It can be hard to see the way workouts affect our bodies. As you exercise, your body might be changing, but you can't see it — and that can be discouraging. To help us better see the way our bodies transform through exercise and diet (or lack thereof), Naked Labs is launching a body-scanning mirror that tracks all the small ways your body is changing over time.
A futuristic home gadget. The mirror is attached to a scale, which "works on carpet," cofounder Farhad Farahbakhshian told me excitedly. It's apparently very difficult to make a scale that works on carpet.
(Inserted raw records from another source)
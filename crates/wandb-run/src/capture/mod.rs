//! Captured-output buffering.
//!
//! While a run is active its stdout is intercepted and mirrored back to the console
//! in chunks, each followed by a marker line:
//!
//! ```text
//! print!() --> fd 1 --pipe--> pump thread --> CaptureBuffer --chunk + marker--> console
//! ```
//!
//! A chunk is emitted when more than [`AUTO_FLUSH_THRESHOLD`] bytes are buffered
//! (automatic flush) and once more when the run finishes (final flush).
//!
//! [`CaptureBuffer`] flushes inside the `push` that crosses the threshold. Behind
//! [`StdoutCapture`] the pump feeds the buffer one pipe read (up to 4 KiB) at a
//! time on its own thread, so automatic flushes happen asynchronously, after the
//! triggering `print!` has returned, and one chunk may cover several writes.

mod buffer;
#[cfg(unix)]
mod redirect;

pub use buffer::{
    AUTO_FLUSH_MARKER, AUTO_FLUSH_THRESHOLD, CaptureBuffer, FINAL_FLUSH_MARKER, FlushKind,
};
#[cfg(unix)]
pub use redirect::StdoutCapture;

#[cfg(not(unix))]
pub use unsupported::StdoutCapture;

#[cfg(not(unix))]
mod unsupported {
    use std::io::{self, Write};

    use crate::error::{RunError, RunResult};

    /// Stdout capture is only implemented on unix targets.
    #[derive(Debug)]
    pub struct StdoutCapture {
        _private: (),
    }

    impl StdoutCapture {
        pub fn install() -> RunResult<Self> {
            Err(RunError::CaptureUnsupported)
        }

        pub fn install_into(_sink: Box<dyn Write + Send>) -> RunResult<Self> {
            Err(RunError::CaptureUnsupported)
        }

        pub fn is_installed(&self) -> bool {
            false
        }

        pub fn restore(self) -> io::Result<()> {
            Ok(())
        }
    }
}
Minimalistic in appearance, the scale and mirror don't look like anything special at first. But the combination is packed with serious body-scanning technology usually reserved for building 3-D animations and game avatars. Getting a body scan used to require multiple cameras and a giant metallic rig that costs thousands of dollars. But in recent years, companies like Google and Microsoft have been able to shrink that technology down into portable devices. Naked Labs has built in Intel's RealSense technology to make its scans.
Getting your scan is a bit of a silly exercise. You stand on the rotating scale, frozen, with your arms hovering slightly off your body. The scale then slowly spins, while the scanner on the mirror takes in your measurements. The whole process is about 30 seconds, but it feels longer.
The Wi-Fi connected mirror sends scans to a mobile app and allows you to compare new scans to past versions of yourself. The app details both your weight and body measurements. "So I can see, like, hey there's some asymmetry between my calves," says Farahbakshian. "My left side in general is a lot larger, but it gives you that contextual information that not only helps you understand if you're going to get injured ... but also how your workouts are affecting your body."
Filling the gap left by wrist wearables. Fitness trackers from purveyors like Fitbit, Jawbone and Misfit can be great tools for tracking steps, but they leave a lot to be desired when it comes to understanding how your workouts change your body. As Wired and others have reported, fitness-tracking wrist wearables are not exactly precise when it comes to estimating calorie burn. They can tell you about your step count or help you track how far you've run — information that's important to understanding your daily activity. But if you're trying to reach a weight loss goal or measure muscle mass, these tools don't have much to offer. Naked Labs' mirror stands to fill some of that gap by letting you actually look at how your body is morphing.
Tracking your body and your weight. Naked Labs' investor Vijay Ullal came to the company and said he was working out but wasn't losing weight and he couldn't understand why. So the company tracked him over the course of one year to see if it could visualize any changes that were happening.
Farahbakshian told me that Ullal's weight didn't change over the course of the year, but in the images above, you can see that even though his weight may not have changed, his workouts were affecting the shape of his body. Putting numbers to what you see in the mirror every day can be empowering.
Body data can either be empowering or anxiety-inducing, depending on the person. Just as some people are prone to obsessing over calorie counts, some people may use body scans to justify excessive exercise.
Still, this kind of information about our bodies could do more than just push us towards exercise. In the connected hospital of tomorrow, contextual data about a person's body changes may help doctors have a more holistic understanding of their total health. Of course, being able to share this kind of data with your doctor is still a long way off.
In the meantime, you can play around with your own body scan. The Naked Labs mirror is available for preorder Thursday directly on its site for $499 and will ship in March 2017.